Ou seja, numa visão mais otimista, precisaria de um ajuste fiscal de 2,5 pontos percentuais do PIB para levar o superávit primário a 2% do PIB, considerando o déficit de 0,5% do PIB previsto para este ano. Nos cálculos de Bittencourt, o arcabouço fiscal leva a uma melhora de 0,15 ponto percentual do PIB no superávit primário, por ano. Assim, o arcabouço levaria cerca de 17 anos para obter o superávit primário necessário para estabilizar a dívida bruta, na visão otimista.
“Não estava clara uma estratégia de contenção da expansão da dívida em relação ao PIB, esse é o problema maior”, afirma Meirelles. “A continuar no ritmo atual, a dívida vai superar os 90% do PIB. Isso preocupa porque, quando vai chegando a níveis maiores, aumentam o risco e os juros no mercado para a venda de títulos do governo.”
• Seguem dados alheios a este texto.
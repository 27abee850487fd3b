//! Column-oriented layout: fields across, records down.

use super::row::styled_cell;
use super::style::Painter;
use super::{Body, RULE, SEPARATOR, center, text_width};
use crate::evaluate::Column;
use crate::group::Table;
use crate::value::Common;

pub(crate) fn render(table: &Table, common: &Common, painter: &Painter) -> Option<Body> {
    let visible: Vec<&Column> = table.visible_columns().collect();
    if visible.is_empty() {
        return None;
    }

    let widths: Vec<usize> = visible.iter().map(|c| column_width(table, c)).collect();
    let width = widths.iter().sum::<usize>() + widths.len().saturating_sub(1) * SEPARATOR.len();
    let mut lines = Vec::new();

    if visible.iter().any(|c| c.subgroup.is_some()) {
        lines.push(subgroup_header(&visible, &widths));
    }

    let titles: Vec<String> = visible
        .iter()
        .zip(&widths)
        .map(|(c, &w)| painter.label(&c.field.align.pad(&c.field.title, w), table.is_ordered_by(&c.field.key)))
        .collect();
    lines.push(titles.join(SEPARATOR));

    let has_aggregates = table.has_aggregates();
    let n_groups = table.groups.len();
    for (group_idx, group) in table.groups.iter().enumerate() {
        for record in &group.records {
            let cells: Vec<String> = visible
                .iter()
                .zip(&widths)
                .map(|(c, &w)| styled_cell(c, record, w, common, painter))
                .collect();
            lines.push(cells.join(SEPARATOR));
        }

        if has_aggregates {
            let cells: Vec<String> = visible
                .iter()
                .zip(&widths)
                .map(|(c, &w)| {
                    let key = &c.field.key;
                    let text = c.field.align.pad(group.aggregate_text(key), w);
                    if group.aggregate(key).is_some() {
                        painter.aggregate(&text, table.is_grouped_by(key))
                    } else {
                        text
                    }
                })
                .collect();
            lines.push(cells.join(SEPARATOR));
        }

        if n_groups > 1 && group_idx < n_groups - 1 {
            lines.push(RULE.to_string().repeat(width));
        }
    }

    Some(Body {
        width,
        lines,
        n_rows: table.n_records(),
    })
}

fn column_width(table: &Table, column: &Column) -> usize {
    let key = &column.field.key;
    let values = table.groups.iter().flat_map(|group| {
        group
            .records
            .iter()
            .map(move |record| text_width(record.converted(key)))
            .chain(std::iter::once(text_width(group.aggregate_text(key))))
    });
    values
        .chain(std::iter::once(text_width(&column.field.title)))
        .max()
        .unwrap_or(0)
}

/// Subgroup titles centered over their member columns, blank above ungrouped ones.
fn subgroup_header(visible: &[&Column], widths: &[usize]) -> String {
    let mut parts = Vec::new();
    let mut idx = 0;
    while idx < visible.len() {
        let subgroup = visible[idx].subgroup.as_deref();
        let mut end = idx + 1;
        while end < visible.len() && visible[end].subgroup.as_deref() == subgroup {
            end += 1;
        }

        let span = widths[idx..end].iter().sum::<usize>() + (end - idx - 1) * SEPARATOR.len();
        parts.push(match subgroup {
            Some(title) => center(title, span, '~'),
            None => " ".repeat(span),
        });
        idx = end;
    }
    parts.join(SEPARATOR)
}
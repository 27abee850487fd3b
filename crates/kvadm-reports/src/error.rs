use std::fmt;

/// Result type for kvadm-reports operations
pub type Result<T> = std::result::Result<T, Error>;

#[derive(Debug)]
pub enum Error {
    /// A report schema failed validation
    Sheet(kvadm_sheet::Error),

    /// No report with this name exists
    UnknownReport(String),
}

impl fmt::Display for Error {
    fn fmt(&self, f: &mut fmt::Formatter<'_>) -> fmt::Result {
        match self {
            Error::Sheet(err) => write!(f, "Report error: {}", err),
            Error::UnknownReport(name) => write!(f, "Unknown report: '{}'", name),
        }
    }
}

impl std::error::Error for Error {
    fn source(&self) -> Option<&(dyn std::error::Error + 'static)> {
        match self {
            Error::Sheet(err) => Some(err),
            Error::UnknownReport(_) => None,
        }
    }
}

impl From<kvadm_sheet::Error> for Error {
    fn from(err: kvadm_sheet::Error) -> Self {
        Error::Sheet(err)
    }
}
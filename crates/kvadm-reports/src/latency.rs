//! Latency histograms as reported per node, and the merge of the two server
//! generations' tables into the shape `show latencies` renders.
//!
//! Newer servers answer a `latencies` query whose histograms may carry more columns
//! than the legacy `latency` query. Nodes that only speak the legacy query are folded
//! into the modern table: each gets a copy of the first modern entry with every value
//! blanked, and columns both schemas share are copied over. Columns only the modern
//! schema knows stay missing.

use indexmap::IndexMap;
use kvadm_types::{SourceMap, SourceValue};
use serde::{Deserialize, Serialize};
use tracing::{debug, warn};

/// Namespace slot used for histograms that only report a node-wide total.
pub const TOTAL: &str = "total";

/// One histogram: column names and one row of values per reporting interval.
#[derive(Debug, Clone, Default, PartialEq, Serialize, Deserialize)]
pub struct HistogramData {
    pub columns: Vec<String>,
    #[serde(default)]
    pub values: Vec<Vec<SourceValue>>,
}

impl HistogramData {
    /// Same shape with every value missing.
    fn blanked(&self) -> Self {
        Self {
            columns: self.columns.clone(),
            values: self
                .values
                .iter()
                .map(|row| vec![SourceValue::Missing; row.len()])
                .collect(),
        }
    }

    /// Copy every column this table shares with `legacy`, row by row.
    fn fill_from(&mut self, legacy: &HistogramData) {
        for (col_idx, column) in self.columns.iter().enumerate() {
            let Some(legacy_idx) = legacy.columns.iter().position(|c| c == column) else {
                continue;
            };
            for (row_idx, row) in self.values.iter_mut().enumerate() {
                let value = legacy
                    .values
                    .get(row_idx)
                    .and_then(|legacy_row| legacy_row.get(legacy_idx))
                    .cloned()
                    .unwrap_or_default();
                if let Some(slot) = row.get_mut(col_idx) {
                    *slot = value;
                }
            }
        }
    }

    /// The most recent row as `column -> value`.
    fn latest(&self) -> SourceMap {
        let Some(row) = self.values.last() else {
            return SourceMap::new();
        };
        self.columns
            .iter()
            .cloned()
            .zip(row.iter().cloned())
            .collect()
    }
}

/// A node's entry for one histogram name (`read`, `write`, ...).
#[derive(Debug, Clone, Default, PartialEq, Serialize, Deserialize)]
pub struct HistogramEntry {
    #[serde(default, skip_serializing_if = "Option::is_none")]
    pub total: Option<HistogramData>,
    #[serde(default, skip_serializing_if = "IndexMap::is_empty")]
    pub namespace: IndexMap<String, HistogramData>,
}

impl HistogramEntry {
    fn blanked(&self) -> Self {
        Self {
            total: self.total.as_ref().map(HistogramData::blanked),
            namespace: self
                .namespace
                .iter()
                .map(|(ns, data)| (ns.clone(), data.blanked()))
                .collect(),
        }
    }
}

pub type NodeLatency = IndexMap<String, HistogramEntry>;

/// `node -> histogram name -> entry`.
#[derive(Debug, Clone, Default, PartialEq, Serialize, Deserialize)]
#[serde(transparent)]
pub struct LatencyTable {
    nodes: IndexMap<String, NodeLatency>,
}

impl LatencyTable {
    pub fn new() -> Self {
        Self::default()
    }

    pub fn insert(&mut self, node: impl Into<String>, latency: NodeLatency) {
        self.nodes.insert(node.into(), latency);
    }

    pub fn get(&self, node: &str) -> Option<&NodeLatency> {
        self.nodes.get(node)
    }

    pub fn nodes(&self) -> impl Iterator<Item = &str> {
        self.nodes.keys().map(String::as_str)
    }

    pub fn len(&self) -> usize {
        self.nodes.len()
    }

    pub fn is_empty(&self) -> bool {
        self.nodes.is_empty()
    }

    /// Parse a snapshot source. Nodes that failed to answer, or answered with something
    /// that is not a latency table, are left out.
    pub fn from_source(per_node: &SourceMap) -> Self {
        let mut table = Self::new();
        for (node, value) in per_node {
            if value.present().is_none() {
                debug!(node = %node, "skipping node without latency data");
                continue;
            }
            match serde_json::from_value::<NodeLatency>(value.to_json()) {
                Ok(latency) => table.insert(node.clone(), latency),
                Err(err) => warn!(node = %node, error = %err, "skipping malformed latency table"),
            }
        }
        table
    }

    /// Flatten into the `histogram` source read by the latencies report:
    /// `node -> namespace -> histogram -> column -> value`, from each histogram's most
    /// recent row. Histograms without per-namespace data appear under [`TOTAL`].
    pub fn to_source_value(&self) -> SourceMap {
        self.nodes
            .iter()
            .map(|(node, histograms)| {
                let mut namespaces: IndexMap<String, SourceMap> = IndexMap::new();
                for (name, entry) in histograms {
                    if entry.namespace.is_empty() {
                        if let Some(total) = &entry.total {
                            namespaces
                                .entry(TOTAL.to_string())
                                .or_default()
                                .insert(name.clone(), total.latest().into());
                        }
                        continue;
                    }
                    for (ns, data) in &entry.namespace {
                        namespaces
                            .entry(ns.clone())
                            .or_default()
                            .insert(name.clone(), data.latest().into());
                    }
                }
                let namespaces: SourceMap = namespaces
                    .into_iter()
                    .map(|(ns, histograms)| (ns, histograms.into()))
                    .collect();
                (node.clone(), namespaces.into())
            })
            .collect()
    }
}

/// Fold `legacy` nodes into `latencies`. Either side being empty returns the other
/// unchanged. A legacy node already present in `latencies` is replaced.
pub fn merge_latency_tables(latencies: &LatencyTable, legacy: &LatencyTable) -> LatencyTable {
    if latencies.is_empty() {
        return legacy.clone();
    }
    if legacy.is_empty() {
        return latencies.clone();
    }

    let mut merged = latencies.clone();
    let Some(template) = latencies.nodes.values().find(|entry| !entry.is_empty()) else {
        warn!("no node reported modern latencies; keeping legacy tables as they are");
        for (node, latency) in &legacy.nodes {
            merged.insert(node.clone(), latency.clone());
        }
        return merged;
    };

    for (node, legacy_latency) in &legacy.nodes {
        let mut entry: NodeLatency = template
            .iter()
            .map(|(name, histogram)| (name.clone(), histogram.blanked()))
            .collect();

        for (name, histogram) in entry.iter_mut() {
            let Some(legacy_histogram) = legacy_latency.get(name) else {
                continue;
            };
            if let (Some(total), Some(legacy_total)) = (&mut histogram.total, &legacy_histogram.total) {
                total.fill_from(legacy_total);
            }
            for (ns, data) in histogram.namespace.iter_mut() {
                if let Some(legacy_data) = legacy_histogram.namespace.get(ns) {
                    data.fill_from(legacy_data);
                }
            }
        }
        merged.insert(node.clone(), entry);
    }
    debug!(nodes = merged.len(), legacy = legacy.len(), "merged latency tables");
    merged
}
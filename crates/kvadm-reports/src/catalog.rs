use crate::error::{Error, Result};
use crate::{info, show, summary};
use kvadm_sheet::Sheet;
use kvadm_types::SourceSet;
use std::fmt;
use std::str::FromStr;

/// First server major version answering the 5.x XDR statistics.
const XDR5_MAJOR: u32 = 5;

/// Every report the client knows how to render.
#[derive(Debug, Clone, Copy, PartialEq, Eq, Hash)]
pub enum ReportKind {
    InfoNetwork,
    InfoNamespaceUsage,
    InfoNamespaceObject,
    InfoSet,
    InfoXdr,
    InfoXdrLegacy,
    InfoDc,
    InfoSindex,
    ShowDistribution,
    ShowObjectSize,
    ShowPmap,
    ShowConfig,
    ShowConfigXdrNamespace,
    ShowLatencies,
    ShowUsers,
    ShowRoles,
    ShowUdfs,
    ShowSindex,
    ShowMappingToIp,
    ShowMappingToId,
    SummaryNamespace,
    GrepCount,
}

const ALL: [ReportKind; 22] = [
    ReportKind::InfoNetwork,
    ReportKind::InfoNamespaceUsage,
    ReportKind::InfoNamespaceObject,
    ReportKind::InfoSet,
    ReportKind::InfoXdr,
    ReportKind::InfoXdrLegacy,
    ReportKind::InfoDc,
    ReportKind::InfoSindex,
    ReportKind::ShowDistribution,
    ReportKind::ShowObjectSize,
    ReportKind::ShowPmap,
    ReportKind::ShowConfig,
    ReportKind::ShowConfigXdrNamespace,
    ReportKind::ShowLatencies,
    ReportKind::ShowUsers,
    ReportKind::ShowRoles,
    ReportKind::ShowUdfs,
    ReportKind::ShowSindex,
    ReportKind::ShowMappingToIp,
    ReportKind::ShowMappingToId,
    ReportKind::SummaryNamespace,
    ReportKind::GrepCount,
];

impl ReportKind {
    pub fn all() -> &'static [ReportKind] {
        &ALL
    }

    /// Stable name used on the command line and in `[reports.<name>]` config tables.
    pub fn name(&self) -> &'static str {
        match self {
            ReportKind::InfoNetwork => "info-network",
            ReportKind::InfoNamespaceUsage => "info-namespace-usage",
            ReportKind::InfoNamespaceObject => "info-namespace-object",
            ReportKind::InfoSet => "info-set",
            ReportKind::InfoXdr => "info-xdr",
            ReportKind::InfoXdrLegacy => "info-xdr-legacy",
            ReportKind::InfoDc => "info-dc",
            ReportKind::InfoSindex => "info-sindex",
            ReportKind::ShowDistribution => "show-distribution",
            ReportKind::ShowObjectSize => "show-object-size",
            ReportKind::ShowPmap => "show-pmap",
            ReportKind::ShowConfig => "show-config",
            ReportKind::ShowConfigXdrNamespace => "show-config-xdr-namespace",
            ReportKind::ShowLatencies => "show-latencies",
            ReportKind::ShowUsers => "show-users",
            ReportKind::ShowRoles => "show-roles",
            ReportKind::ShowUdfs => "show-udfs",
            ReportKind::ShowSindex => "show-sindex",
            ReportKind::ShowMappingToIp => "show-mapping-ip",
            ReportKind::ShowMappingToId => "show-mapping-id",
            ReportKind::SummaryNamespace => "summary-namespace",
            ReportKind::GrepCount => "grep-count",
        }
    }

    pub fn title(&self) -> &'static str {
        match self {
            ReportKind::InfoNetwork => "Network Information",
            ReportKind::InfoNamespaceUsage => "Namespace Usage Information",
            ReportKind::InfoNamespaceObject => "Namespace Object Information",
            ReportKind::InfoSet => "Set Information",
            ReportKind::InfoXdr | ReportKind::InfoXdrLegacy => "XDR Information",
            ReportKind::InfoDc => "DC Information",
            ReportKind::InfoSindex => "Secondary Index Information",
            ReportKind::ShowDistribution => "TTL Distribution in Seconds",
            ReportKind::ShowObjectSize => "Object Size Distribution in Bytes",
            ReportKind::ShowPmap => "Partition Map Analysis",
            ReportKind::ShowConfig => "Service Configuration",
            ReportKind::ShowConfigXdrNamespace => "XDR Namespace Configuration",
            ReportKind::ShowLatencies => "Latency",
            ReportKind::ShowUsers => "Users",
            ReportKind::ShowRoles => "Roles",
            ReportKind::ShowUdfs => "UDF Modules",
            ReportKind::ShowSindex => "Secondary Indexes",
            ReportKind::ShowMappingToIp => "Node ID to IP Mapping",
            ReportKind::ShowMappingToId => "IP to Node ID Mapping",
            ReportKind::SummaryNamespace => "Namespaces",
            ReportKind::GrepCount => "Count of Matched Lines",
        }
    }

    pub fn description(&self) -> Option<&'static str> {
        match self {
            ReportKind::InfoNamespaceUsage => Some(
                "Used% above HWM% is highlighted. Avail% below 10 means the namespace may stop accepting writes.",
            ),
            ReportKind::ShowDistribution => {
                Some("Percentage of records having a TTL less than or equal to the value in each column.")
            }
            ReportKind::ShowObjectSize => {
                Some("Number of records having a size less than or equal to the value in each column.")
            }
            ReportKind::ShowLatencies => Some("Values are the most recent interval per node."),
            _ => None,
        }
    }

    pub fn sheet(&self) -> Result<Sheet> {
        match self {
            ReportKind::InfoNetwork => info::network(),
            ReportKind::InfoNamespaceUsage => info::namespace_usage(),
            ReportKind::InfoNamespaceObject => info::namespace_object(),
            ReportKind::InfoSet => info::set(),
            ReportKind::InfoXdr => info::xdr(),
            ReportKind::InfoXdrLegacy => info::xdr_legacy(),
            ReportKind::InfoDc => info::dc(),
            ReportKind::InfoSindex => info::sindex(),
            ReportKind::ShowDistribution => show::distribution(),
            ReportKind::ShowObjectSize => show::object_size(),
            ReportKind::ShowPmap => show::pmap(),
            ReportKind::ShowConfig => show::config(),
            ReportKind::ShowConfigXdrNamespace => show::config_xdr_namespace(),
            ReportKind::ShowLatencies => show::latencies(),
            ReportKind::ShowUsers => show::users(),
            ReportKind::ShowRoles => show::roles(),
            ReportKind::ShowUdfs => show::udfs(),
            ReportKind::ShowSindex => show::sindex(),
            ReportKind::ShowMappingToIp => show::mapping_to_ip(),
            ReportKind::ShowMappingToId => show::mapping_to_id(),
            ReportKind::SummaryNamespace => summary::namespace(),
            ReportKind::GrepCount => show::grep_count(),
        }
    }

    /// The XDR report matching the cluster: the legacy view as soon as one node runs a
    /// server older than 5.0.
    pub fn xdr_for(sources: &SourceSet) -> ReportKind {
        let legacy = sources
            .get("builds")
            .into_iter()
            .flatten()
            .filter_map(|(_, build)| build.as_str())
            .filter_map(major_version)
            .any(|major| major < XDR5_MAJOR);
        if legacy {
            ReportKind::InfoXdrLegacy
        } else {
            ReportKind::InfoXdr
        }
    }
}

fn major_version(build: &str) -> Option<u32> {
    build.split('.').next()?.trim().parse().ok()
}

impl fmt::Display for ReportKind {
    fn fmt(&self, f: &mut fmt::Formatter<'_>) -> fmt::Result {
        write!(f, "{}", self.name())
    }
}

impl FromStr for ReportKind {
    type Err = Error;

    fn from_str(s: &str) -> Result<Self> {
        ALL.iter()
            .copied()
            .find(|kind| kind.name() == s)
            .ok_or_else(|| Error::UnknownReport(s.to_string()))
    }
}

#[cfg(test)]
mod tests {
    use super::*;
    use kvadm_types::source_map;

    #[test]
    fn test_every_report_sheet_builds() {
        for kind in ReportKind::all() {
            assert!(kind.sheet().is_ok(), "{} failed validation", kind);
        }
    }

    #[test]
    fn test_names_round_trip_and_are_unique() {
        let mut names: Vec<&str> = ReportKind::all().iter().map(|k| k.name()).collect();
        for name in &names {
            assert_eq!(name.parse::<ReportKind>().unwrap().name(), *name);
        }
        names.sort_unstable();
        names.dedup();
        assert_eq!(names.len(), ReportKind::all().len());
    }

    #[test]
    fn test_unknown_report() {
        assert!(matches!(
            "info-everything".parse::<ReportKind>(),
            Err(Error::UnknownReport(name)) if name == "info-everything"
        ));
    }

    #[test]
    fn test_xdr_variant_follows_oldest_build() {
        let modern = SourceSet::new().with("builds", source_map! { "A" => "6.2.0.1", "B" => "5.7.0" });
        assert_eq!(ReportKind::xdr_for(&modern), ReportKind::InfoXdr);

        let mixed = SourceSet::new().with("builds", source_map! { "A" => "6.2.0.1", "B" => "4.9.0.3" });
        assert_eq!(ReportKind::xdr_for(&mixed), ReportKind::InfoXdrLegacy);

        assert_eq!(ReportKind::xdr_for(&SourceSet::new()), ReportKind::InfoXdr);
    }
}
Desde o princípio, era de conhecimento do mercado que as contas não fecham, mas havia uma expectativa de que o pacote do governo fosse na direção correta, lidando de forma gradual com as despesas que tornam insustentáveis as contas públicas.
Os grupos principais são as despesas com a Previdência, que estão pressionadas pelo envelhecimento da população brasileira e pelos reajustes do salário mínimo. Muitos economistas consideram insustentável os gastos com saúde e educação crescerem junto com a arrecadação, como determinado pela Constituição de 1988. Meirelles defende uma reforma administrativa para reduzir gastos com funcionalismo. Arminio acha necessário rever os gastos tributários. O pacote frustrou as expectativas porque mexeu em poucos pontos.
Da forma como foi divulgado, diz Bittencourt, o governo transpareceu, aos olhos do mercado, pouca disposição para medidas impopulares. “Aparentemente, havia no mercado alguma esperança de que o governo Lula iria utilizar o seu capital político para melhorar as condições macroeconômicas”, afirma.
“Primeiro, o anúncio foi continuamente adiado. Isso foi criando uma preocupação no mercado de que o governo estava tendo dificuldades para chegar ao tamanho necessário do pacote”, diz Meirelles. “Depois, com todos esperando cortes de gastos, veio a notícia de que o governo estava cortando impostos com a isenção de Imposto de Renda para quem ganha até R$ 5 mil.”
Zeina reconhece alguns pontos positivos do pacote, como a disposição do governo em rever a regra de reajuste do salário mínimo. “Não é uma boa proposta, mas bem ou mal reconheceu que a regra que vincula o reajuste do salário mínimo ao PIB foi equivocada.” Ela também cita a decisão de mexer com o abono salarial, com o benefício de prestação continuada (BPC) e com a previdência dos militares.
Ainda assim, afirma, o pacote frustra pela abrangência restrita. Faltou o governo sinalizar que está disposto a fazer mudanças, ainda que incrementais, em temas como vinculações constitucionais de gastos, seguro desemprego e reforma administrativa. “Quando se fala em dominância fiscal, o sinal que governo dá sobre a disposição para resolver o problema fiscal é importante”, diz Zeina.
Na sexta, o dólar voltou a subir, fechando em R$ 6,07, em parte porque o mercado identificou baixa disposição também no Congresso na aprovação do pacote fiscal. Um texto para discussão apresentado pelo economista Barry Eichengreen na reunião de banqueiros centrais de Jackson Hole, em 2023, mostra que, em tempos de polarização política, ajustes fiscais são mais difíceis, porque é mais difícil encontrar consenso nos parlamentos e os governos evitam medida impopulares e ajustes que possam ser recessivos.
Os economistas debatem há décadas os impactos dos ajustes fiscais na atividade econômica. Em meio a uma grave crise cambial, em 1998, o governo anunciou um pacote fiscal que chegou a cerca de 4 pontos percentuais do PIB. Ainda assim, a economia evitou uma recessão, que parecia certa, e cresceu 0,5% em 1999.
“Sei que o momento não parece propício, mas se entrar em pauta um ajuste fiscal estrutural, amplo, que aborde os grandes problemas, eu apostaria que o impacto na economia seria positivo, assim como foi em 1998 e 1999”, diz Arminio.